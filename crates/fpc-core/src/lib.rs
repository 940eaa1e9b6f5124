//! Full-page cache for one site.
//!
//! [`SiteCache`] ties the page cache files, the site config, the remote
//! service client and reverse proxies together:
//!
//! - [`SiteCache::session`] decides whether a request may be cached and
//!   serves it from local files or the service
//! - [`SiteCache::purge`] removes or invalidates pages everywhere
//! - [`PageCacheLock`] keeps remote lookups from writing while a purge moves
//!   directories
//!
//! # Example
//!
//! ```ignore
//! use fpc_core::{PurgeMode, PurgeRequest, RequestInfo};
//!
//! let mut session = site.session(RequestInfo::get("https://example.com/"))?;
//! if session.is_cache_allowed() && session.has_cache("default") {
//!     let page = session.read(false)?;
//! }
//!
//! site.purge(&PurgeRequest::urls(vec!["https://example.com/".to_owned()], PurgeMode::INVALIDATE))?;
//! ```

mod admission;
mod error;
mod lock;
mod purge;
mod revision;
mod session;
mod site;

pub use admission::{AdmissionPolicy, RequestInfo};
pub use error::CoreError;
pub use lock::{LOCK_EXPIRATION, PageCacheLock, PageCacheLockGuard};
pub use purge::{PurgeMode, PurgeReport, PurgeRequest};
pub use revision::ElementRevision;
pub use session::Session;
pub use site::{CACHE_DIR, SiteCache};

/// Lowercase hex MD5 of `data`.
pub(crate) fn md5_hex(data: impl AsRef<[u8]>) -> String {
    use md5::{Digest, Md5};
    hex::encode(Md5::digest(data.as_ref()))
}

**Activity**
Wherever the word "data" appears in the listing, copy the line that holds it.

**Result of this task**
/// Lowercase hex MD5 of `data`.
pub(crate) fn md5_hex(data: impl AsRef<[u8]>) -> String {
    hex::encode(Md5::digest(data.as_ref()))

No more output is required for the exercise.